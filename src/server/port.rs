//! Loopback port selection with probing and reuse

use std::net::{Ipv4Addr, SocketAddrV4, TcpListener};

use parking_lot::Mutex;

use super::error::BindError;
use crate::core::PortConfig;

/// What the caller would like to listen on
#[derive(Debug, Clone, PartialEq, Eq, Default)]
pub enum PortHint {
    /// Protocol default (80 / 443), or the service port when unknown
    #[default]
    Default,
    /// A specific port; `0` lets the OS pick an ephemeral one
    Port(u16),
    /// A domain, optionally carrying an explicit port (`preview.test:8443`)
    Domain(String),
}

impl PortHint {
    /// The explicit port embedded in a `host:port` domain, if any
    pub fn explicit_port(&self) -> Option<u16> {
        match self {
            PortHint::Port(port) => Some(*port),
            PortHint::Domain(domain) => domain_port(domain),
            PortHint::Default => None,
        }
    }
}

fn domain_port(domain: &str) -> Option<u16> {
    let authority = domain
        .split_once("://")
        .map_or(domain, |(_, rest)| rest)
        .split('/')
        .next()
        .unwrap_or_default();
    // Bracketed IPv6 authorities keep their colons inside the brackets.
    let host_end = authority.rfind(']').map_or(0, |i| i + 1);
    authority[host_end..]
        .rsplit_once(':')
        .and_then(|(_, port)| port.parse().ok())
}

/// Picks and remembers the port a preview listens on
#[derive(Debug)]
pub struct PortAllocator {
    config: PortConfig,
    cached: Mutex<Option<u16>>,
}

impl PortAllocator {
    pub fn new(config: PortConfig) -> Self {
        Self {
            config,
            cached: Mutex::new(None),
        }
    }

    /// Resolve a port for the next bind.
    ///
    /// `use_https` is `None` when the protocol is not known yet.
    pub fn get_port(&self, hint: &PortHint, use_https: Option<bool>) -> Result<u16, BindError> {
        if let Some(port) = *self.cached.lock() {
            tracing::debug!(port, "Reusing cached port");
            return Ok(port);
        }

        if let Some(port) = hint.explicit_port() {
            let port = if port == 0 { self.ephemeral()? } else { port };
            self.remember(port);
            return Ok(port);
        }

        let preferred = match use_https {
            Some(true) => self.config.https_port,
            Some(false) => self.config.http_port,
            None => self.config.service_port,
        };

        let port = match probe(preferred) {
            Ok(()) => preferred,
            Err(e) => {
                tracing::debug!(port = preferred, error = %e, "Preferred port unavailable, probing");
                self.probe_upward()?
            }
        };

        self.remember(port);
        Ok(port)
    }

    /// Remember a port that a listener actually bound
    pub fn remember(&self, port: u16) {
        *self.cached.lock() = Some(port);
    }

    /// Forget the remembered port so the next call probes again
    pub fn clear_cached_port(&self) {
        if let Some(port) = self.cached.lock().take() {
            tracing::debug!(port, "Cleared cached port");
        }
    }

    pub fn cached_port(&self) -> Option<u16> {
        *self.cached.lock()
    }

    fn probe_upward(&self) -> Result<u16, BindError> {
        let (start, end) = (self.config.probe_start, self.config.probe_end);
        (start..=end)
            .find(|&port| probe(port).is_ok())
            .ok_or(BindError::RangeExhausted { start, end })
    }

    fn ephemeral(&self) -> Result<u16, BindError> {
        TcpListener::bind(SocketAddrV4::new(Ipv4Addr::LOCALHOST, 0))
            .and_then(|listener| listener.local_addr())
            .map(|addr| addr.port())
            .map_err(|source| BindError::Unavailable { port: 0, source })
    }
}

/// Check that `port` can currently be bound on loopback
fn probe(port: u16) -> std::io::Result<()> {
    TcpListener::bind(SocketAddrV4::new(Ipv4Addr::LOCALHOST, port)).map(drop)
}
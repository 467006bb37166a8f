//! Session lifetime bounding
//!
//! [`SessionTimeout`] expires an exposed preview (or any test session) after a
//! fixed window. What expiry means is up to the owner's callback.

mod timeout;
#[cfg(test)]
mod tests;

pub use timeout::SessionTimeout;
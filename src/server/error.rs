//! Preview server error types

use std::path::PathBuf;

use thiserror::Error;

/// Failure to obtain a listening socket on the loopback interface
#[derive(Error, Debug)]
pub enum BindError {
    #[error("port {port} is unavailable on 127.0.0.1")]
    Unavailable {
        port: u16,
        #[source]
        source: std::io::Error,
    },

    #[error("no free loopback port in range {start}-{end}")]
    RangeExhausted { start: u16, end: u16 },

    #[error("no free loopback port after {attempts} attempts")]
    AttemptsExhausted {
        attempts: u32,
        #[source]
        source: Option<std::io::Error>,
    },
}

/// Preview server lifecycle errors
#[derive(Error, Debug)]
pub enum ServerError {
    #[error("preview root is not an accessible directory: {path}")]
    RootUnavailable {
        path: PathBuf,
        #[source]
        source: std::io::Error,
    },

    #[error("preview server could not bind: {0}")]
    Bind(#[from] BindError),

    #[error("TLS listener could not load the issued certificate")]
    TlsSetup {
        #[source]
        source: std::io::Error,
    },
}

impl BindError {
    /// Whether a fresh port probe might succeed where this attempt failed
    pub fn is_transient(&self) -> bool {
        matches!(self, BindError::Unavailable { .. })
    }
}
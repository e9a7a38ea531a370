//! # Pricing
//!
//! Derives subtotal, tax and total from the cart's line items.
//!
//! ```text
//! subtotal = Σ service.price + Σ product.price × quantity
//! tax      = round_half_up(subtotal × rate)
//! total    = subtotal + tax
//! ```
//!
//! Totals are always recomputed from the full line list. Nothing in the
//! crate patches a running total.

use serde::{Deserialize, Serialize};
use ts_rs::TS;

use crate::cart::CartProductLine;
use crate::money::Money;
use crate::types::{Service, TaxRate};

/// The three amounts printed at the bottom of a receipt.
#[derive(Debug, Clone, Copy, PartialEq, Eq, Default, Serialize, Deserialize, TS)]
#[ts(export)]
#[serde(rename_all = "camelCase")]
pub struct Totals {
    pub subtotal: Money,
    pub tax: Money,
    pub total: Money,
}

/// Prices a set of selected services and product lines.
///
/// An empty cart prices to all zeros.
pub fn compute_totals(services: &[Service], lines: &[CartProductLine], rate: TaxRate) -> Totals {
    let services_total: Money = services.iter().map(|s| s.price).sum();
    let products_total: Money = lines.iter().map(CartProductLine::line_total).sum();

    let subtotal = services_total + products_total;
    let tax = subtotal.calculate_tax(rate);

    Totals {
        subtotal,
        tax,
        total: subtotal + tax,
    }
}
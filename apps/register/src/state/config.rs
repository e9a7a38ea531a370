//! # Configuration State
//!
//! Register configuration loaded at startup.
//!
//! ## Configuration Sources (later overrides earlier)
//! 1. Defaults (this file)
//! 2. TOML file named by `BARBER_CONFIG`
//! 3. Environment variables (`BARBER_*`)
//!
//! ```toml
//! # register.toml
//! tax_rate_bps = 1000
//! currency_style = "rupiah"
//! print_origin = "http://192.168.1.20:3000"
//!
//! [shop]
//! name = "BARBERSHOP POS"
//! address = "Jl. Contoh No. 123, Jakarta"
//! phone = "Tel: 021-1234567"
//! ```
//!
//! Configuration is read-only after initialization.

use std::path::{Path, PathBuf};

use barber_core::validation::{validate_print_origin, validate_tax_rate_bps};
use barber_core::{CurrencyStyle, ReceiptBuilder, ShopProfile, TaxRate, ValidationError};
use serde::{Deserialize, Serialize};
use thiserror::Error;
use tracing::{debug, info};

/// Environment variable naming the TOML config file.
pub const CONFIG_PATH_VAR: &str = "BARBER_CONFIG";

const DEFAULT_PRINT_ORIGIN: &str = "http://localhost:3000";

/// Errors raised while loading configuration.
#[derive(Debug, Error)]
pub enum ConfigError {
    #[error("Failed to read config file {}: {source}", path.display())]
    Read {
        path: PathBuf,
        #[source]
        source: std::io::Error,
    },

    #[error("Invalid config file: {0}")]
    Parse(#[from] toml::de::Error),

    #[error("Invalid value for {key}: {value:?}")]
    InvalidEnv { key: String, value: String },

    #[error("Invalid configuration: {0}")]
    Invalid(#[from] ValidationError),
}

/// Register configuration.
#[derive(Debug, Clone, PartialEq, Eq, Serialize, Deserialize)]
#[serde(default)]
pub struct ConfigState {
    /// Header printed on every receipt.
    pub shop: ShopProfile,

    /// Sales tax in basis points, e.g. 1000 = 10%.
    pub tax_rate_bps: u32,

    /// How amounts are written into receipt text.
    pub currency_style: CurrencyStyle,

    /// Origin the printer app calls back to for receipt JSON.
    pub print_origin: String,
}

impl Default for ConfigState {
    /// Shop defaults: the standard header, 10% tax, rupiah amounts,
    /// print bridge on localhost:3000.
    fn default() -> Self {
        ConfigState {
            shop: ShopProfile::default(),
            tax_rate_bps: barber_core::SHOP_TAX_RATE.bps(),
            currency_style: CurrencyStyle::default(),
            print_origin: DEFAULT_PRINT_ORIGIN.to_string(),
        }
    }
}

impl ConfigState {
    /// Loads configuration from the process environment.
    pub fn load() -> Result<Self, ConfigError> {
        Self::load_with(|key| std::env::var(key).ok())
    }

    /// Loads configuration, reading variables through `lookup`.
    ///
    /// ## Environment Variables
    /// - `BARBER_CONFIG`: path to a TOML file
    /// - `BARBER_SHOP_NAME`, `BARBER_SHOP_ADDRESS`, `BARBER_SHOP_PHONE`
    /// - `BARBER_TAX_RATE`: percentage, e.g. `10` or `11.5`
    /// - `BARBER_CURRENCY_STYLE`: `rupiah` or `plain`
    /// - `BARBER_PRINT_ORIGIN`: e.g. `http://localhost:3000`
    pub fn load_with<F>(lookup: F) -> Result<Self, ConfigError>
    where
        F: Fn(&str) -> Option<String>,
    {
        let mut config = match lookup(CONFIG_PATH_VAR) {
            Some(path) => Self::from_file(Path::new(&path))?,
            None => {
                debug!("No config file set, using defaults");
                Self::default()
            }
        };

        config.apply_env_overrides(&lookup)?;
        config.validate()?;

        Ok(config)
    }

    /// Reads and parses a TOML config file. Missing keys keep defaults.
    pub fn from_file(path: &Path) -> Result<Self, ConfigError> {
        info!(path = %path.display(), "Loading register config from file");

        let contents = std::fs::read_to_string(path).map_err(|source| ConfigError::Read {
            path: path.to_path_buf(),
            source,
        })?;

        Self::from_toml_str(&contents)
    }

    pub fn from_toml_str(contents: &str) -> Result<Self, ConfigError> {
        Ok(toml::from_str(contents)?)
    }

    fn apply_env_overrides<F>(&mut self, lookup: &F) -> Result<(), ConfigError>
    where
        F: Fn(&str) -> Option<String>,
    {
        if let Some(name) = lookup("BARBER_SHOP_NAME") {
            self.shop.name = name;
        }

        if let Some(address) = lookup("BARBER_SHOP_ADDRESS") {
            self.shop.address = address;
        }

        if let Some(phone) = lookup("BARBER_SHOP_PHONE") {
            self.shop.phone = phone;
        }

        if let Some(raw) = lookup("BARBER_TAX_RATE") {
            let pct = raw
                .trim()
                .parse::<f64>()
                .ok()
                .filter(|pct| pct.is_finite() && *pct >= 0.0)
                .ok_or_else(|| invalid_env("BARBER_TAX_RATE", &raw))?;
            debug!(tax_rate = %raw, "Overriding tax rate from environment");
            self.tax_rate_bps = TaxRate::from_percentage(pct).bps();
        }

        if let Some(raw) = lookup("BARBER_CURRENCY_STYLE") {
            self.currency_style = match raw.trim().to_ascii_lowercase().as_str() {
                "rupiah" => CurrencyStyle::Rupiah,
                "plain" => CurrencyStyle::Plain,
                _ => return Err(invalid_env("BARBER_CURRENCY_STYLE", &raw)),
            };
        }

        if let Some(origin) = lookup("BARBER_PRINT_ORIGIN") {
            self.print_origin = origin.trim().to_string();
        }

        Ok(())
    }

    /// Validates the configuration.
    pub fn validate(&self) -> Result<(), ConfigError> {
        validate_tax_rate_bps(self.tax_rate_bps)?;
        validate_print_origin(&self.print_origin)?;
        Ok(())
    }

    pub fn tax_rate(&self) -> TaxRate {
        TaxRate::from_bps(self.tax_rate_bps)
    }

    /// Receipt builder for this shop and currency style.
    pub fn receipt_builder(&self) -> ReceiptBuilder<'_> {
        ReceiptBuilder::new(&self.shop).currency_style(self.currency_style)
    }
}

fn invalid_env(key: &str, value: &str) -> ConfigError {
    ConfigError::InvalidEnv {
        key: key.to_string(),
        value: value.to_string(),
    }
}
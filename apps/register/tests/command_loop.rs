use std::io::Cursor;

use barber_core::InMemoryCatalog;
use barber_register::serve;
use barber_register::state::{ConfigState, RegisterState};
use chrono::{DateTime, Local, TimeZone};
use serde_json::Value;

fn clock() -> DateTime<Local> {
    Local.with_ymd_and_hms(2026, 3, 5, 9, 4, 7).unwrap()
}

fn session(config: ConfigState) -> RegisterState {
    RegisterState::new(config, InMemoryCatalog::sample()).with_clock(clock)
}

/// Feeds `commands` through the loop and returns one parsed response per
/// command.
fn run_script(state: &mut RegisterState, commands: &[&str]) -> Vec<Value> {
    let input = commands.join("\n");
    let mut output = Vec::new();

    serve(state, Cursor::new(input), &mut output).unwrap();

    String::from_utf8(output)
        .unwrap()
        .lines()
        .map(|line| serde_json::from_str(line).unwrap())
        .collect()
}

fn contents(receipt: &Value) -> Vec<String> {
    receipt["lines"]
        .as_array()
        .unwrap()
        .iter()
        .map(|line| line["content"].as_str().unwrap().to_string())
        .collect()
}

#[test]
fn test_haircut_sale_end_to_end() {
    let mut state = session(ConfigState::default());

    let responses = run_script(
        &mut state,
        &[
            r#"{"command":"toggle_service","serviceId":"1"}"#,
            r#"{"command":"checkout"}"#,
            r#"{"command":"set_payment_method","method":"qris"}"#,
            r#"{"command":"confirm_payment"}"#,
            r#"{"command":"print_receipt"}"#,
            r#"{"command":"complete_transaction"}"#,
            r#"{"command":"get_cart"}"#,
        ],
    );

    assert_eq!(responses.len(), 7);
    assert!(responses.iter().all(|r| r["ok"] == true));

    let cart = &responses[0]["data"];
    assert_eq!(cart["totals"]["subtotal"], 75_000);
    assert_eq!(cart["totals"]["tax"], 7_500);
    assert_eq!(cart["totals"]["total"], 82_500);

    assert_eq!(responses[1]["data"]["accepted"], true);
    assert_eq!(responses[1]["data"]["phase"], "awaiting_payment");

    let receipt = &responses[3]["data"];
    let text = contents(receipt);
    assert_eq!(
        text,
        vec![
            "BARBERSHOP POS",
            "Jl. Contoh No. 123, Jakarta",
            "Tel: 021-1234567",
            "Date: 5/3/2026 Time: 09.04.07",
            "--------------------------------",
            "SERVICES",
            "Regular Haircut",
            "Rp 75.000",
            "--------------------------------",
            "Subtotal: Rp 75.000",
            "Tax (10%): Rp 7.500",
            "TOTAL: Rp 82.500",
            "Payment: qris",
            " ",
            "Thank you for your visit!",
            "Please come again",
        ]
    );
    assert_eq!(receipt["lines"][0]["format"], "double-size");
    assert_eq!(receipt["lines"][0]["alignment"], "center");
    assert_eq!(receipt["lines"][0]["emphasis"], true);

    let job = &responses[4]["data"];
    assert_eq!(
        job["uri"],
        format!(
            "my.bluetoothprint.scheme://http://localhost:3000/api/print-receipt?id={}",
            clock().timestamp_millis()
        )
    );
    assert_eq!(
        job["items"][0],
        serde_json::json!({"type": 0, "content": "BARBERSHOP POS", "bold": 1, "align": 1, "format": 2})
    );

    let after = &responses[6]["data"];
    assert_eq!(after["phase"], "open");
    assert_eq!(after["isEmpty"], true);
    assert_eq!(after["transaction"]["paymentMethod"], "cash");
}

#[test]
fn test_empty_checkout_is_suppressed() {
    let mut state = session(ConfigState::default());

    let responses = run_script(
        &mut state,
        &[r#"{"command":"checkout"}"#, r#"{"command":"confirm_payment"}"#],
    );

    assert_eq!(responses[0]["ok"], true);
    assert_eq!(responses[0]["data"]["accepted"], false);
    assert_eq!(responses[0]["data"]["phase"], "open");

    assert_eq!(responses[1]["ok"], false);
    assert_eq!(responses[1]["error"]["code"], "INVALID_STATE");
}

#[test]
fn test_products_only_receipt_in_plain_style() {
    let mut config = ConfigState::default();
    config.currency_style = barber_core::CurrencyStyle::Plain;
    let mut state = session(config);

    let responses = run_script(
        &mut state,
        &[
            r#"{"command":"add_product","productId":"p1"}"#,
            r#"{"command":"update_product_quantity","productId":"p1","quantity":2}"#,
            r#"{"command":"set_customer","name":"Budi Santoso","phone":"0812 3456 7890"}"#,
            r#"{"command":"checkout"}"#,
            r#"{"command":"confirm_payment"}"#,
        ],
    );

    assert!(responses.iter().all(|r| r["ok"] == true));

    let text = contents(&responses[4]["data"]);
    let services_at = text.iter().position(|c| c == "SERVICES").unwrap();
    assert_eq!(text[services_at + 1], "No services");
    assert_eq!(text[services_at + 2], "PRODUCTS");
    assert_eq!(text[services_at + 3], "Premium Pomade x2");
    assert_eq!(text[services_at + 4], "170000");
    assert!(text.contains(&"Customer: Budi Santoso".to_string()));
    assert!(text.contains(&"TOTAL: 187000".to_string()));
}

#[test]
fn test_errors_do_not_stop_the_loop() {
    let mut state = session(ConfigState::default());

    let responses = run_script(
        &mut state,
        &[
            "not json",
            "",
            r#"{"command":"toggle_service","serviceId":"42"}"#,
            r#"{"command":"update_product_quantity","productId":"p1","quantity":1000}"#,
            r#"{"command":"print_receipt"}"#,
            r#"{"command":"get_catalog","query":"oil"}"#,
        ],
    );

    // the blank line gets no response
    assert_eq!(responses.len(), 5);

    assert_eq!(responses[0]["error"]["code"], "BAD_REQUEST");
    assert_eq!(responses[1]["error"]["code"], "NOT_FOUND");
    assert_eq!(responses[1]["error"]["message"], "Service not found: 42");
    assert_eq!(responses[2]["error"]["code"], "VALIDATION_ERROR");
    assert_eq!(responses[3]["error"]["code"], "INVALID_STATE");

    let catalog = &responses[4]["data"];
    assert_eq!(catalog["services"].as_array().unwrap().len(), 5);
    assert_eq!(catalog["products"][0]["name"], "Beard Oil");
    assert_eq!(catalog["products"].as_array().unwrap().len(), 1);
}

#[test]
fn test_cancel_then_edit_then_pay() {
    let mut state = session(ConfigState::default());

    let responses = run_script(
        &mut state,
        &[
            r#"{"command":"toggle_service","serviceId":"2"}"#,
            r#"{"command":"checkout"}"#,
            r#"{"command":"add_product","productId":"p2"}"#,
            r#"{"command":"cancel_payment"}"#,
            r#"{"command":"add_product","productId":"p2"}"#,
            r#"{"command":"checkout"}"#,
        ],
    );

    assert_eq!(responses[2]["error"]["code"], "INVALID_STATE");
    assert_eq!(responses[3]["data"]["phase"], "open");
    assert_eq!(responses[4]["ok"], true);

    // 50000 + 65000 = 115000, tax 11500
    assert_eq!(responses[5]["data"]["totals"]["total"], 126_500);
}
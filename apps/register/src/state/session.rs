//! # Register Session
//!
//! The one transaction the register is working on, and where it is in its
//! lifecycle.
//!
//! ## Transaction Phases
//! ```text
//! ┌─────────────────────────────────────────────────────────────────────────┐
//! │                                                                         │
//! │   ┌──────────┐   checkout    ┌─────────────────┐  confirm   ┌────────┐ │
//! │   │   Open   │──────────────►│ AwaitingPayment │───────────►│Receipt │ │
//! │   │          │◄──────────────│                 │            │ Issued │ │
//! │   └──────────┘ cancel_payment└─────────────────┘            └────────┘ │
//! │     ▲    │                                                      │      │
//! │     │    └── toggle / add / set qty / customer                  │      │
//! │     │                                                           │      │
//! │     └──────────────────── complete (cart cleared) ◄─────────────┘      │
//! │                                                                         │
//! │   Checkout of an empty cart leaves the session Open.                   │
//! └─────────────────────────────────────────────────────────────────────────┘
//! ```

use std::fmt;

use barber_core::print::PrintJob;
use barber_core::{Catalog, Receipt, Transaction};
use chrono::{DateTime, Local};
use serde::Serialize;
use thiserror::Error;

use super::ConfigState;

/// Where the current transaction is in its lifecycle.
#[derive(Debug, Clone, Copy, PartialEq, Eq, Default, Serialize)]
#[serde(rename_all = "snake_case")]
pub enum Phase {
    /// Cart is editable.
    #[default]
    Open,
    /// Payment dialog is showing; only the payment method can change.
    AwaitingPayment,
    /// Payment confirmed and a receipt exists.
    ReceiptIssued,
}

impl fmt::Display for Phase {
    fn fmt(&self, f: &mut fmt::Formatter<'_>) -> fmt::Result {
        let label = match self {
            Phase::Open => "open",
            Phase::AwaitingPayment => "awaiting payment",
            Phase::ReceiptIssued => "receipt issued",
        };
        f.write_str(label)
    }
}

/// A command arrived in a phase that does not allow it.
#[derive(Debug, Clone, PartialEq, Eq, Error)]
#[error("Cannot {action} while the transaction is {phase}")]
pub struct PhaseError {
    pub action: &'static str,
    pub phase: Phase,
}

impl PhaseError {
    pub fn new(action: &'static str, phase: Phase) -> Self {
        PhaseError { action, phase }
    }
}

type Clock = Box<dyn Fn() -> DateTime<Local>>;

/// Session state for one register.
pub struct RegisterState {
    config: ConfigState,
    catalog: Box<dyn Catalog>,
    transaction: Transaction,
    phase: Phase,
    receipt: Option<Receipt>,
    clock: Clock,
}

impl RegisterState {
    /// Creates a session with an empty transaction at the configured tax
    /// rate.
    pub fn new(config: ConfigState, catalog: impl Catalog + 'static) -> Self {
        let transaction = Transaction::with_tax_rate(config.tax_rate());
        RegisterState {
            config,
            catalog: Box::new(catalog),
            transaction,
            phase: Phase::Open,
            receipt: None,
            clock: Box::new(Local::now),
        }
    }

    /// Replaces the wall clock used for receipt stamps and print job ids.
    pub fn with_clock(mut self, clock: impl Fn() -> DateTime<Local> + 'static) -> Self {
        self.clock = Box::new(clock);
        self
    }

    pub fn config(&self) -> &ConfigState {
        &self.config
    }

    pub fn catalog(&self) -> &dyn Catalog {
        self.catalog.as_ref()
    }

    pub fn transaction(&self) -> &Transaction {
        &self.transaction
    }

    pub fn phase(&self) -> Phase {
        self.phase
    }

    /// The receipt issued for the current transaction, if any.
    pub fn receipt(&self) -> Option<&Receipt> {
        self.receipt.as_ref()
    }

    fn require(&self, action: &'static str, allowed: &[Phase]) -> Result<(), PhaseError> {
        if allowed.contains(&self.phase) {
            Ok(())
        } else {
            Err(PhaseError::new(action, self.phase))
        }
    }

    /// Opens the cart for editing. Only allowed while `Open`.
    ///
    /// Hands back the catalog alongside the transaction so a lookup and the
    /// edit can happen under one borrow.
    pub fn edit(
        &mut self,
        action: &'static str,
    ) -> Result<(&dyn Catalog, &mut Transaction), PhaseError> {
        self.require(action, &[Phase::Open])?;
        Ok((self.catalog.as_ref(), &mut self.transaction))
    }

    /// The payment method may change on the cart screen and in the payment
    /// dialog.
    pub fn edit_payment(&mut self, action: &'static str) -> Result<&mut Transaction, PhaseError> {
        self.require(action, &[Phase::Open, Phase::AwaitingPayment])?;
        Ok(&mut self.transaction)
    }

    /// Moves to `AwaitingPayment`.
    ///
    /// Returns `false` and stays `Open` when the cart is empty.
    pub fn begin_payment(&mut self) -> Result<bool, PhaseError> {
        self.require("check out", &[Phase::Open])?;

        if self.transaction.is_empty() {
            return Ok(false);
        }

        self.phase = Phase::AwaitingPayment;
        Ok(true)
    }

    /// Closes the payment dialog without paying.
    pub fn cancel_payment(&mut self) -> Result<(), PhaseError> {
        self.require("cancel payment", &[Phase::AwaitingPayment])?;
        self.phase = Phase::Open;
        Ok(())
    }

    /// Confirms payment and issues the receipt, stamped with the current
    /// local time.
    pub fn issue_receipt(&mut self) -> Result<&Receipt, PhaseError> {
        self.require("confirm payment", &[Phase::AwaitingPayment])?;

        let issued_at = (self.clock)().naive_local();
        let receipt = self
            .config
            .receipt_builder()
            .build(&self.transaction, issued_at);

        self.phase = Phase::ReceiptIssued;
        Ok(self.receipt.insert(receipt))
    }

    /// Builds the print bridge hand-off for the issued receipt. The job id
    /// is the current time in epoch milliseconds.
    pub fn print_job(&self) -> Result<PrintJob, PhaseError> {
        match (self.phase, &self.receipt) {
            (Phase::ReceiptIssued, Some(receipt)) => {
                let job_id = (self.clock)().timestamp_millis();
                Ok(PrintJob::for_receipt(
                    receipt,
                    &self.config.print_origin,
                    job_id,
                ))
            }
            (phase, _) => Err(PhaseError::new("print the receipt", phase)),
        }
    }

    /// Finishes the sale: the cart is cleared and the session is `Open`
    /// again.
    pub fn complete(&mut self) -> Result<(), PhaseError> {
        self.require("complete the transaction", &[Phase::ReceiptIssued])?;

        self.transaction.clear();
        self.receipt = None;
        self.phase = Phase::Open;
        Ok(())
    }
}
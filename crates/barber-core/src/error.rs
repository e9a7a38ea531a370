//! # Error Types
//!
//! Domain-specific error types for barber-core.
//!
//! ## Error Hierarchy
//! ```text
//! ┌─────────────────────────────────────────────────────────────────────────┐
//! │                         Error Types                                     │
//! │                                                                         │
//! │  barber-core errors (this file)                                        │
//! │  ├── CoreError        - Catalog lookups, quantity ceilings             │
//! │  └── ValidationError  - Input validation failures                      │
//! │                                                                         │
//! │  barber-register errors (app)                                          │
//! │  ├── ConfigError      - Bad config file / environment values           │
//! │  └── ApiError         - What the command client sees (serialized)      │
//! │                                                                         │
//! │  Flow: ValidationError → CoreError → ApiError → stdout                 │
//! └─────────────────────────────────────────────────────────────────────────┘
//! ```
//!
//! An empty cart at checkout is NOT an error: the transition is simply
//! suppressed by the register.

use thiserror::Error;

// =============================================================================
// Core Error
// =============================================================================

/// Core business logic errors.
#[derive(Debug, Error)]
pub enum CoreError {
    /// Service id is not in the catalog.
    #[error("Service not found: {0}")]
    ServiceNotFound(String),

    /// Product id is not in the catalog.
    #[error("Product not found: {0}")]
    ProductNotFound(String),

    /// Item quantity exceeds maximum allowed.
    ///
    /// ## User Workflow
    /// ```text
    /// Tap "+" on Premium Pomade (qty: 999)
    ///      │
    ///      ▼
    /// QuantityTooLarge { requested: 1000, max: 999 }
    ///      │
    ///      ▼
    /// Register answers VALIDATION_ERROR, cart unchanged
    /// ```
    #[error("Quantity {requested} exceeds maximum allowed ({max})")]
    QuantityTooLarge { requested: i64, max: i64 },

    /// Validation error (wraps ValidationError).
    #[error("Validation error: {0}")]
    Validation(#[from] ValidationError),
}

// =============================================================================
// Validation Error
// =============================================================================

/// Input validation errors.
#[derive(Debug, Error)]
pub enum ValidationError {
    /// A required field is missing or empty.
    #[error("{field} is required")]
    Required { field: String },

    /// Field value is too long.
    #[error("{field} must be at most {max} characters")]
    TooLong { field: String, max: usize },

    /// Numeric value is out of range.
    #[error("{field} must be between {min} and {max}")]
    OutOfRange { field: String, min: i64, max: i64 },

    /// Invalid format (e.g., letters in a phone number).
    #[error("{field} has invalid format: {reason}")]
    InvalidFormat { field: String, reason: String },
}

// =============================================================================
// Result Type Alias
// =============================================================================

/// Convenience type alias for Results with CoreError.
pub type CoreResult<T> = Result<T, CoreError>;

========================

§ **YOUR ASSIGNMENT**: Write down exactly every line of the material above up to and including the line containing "to listen on".

§ **WRITTEN REPLY**:
filename src/server/port.rs
//! Loopback port selection with probing and reuse

use std::net::{Ipv4Addr, SocketAddrV4, TcpListener};

use parking_lot::Mutex;

use super::error::BindError;
use crate::core::PortConfig;

/// What the caller would like to listen on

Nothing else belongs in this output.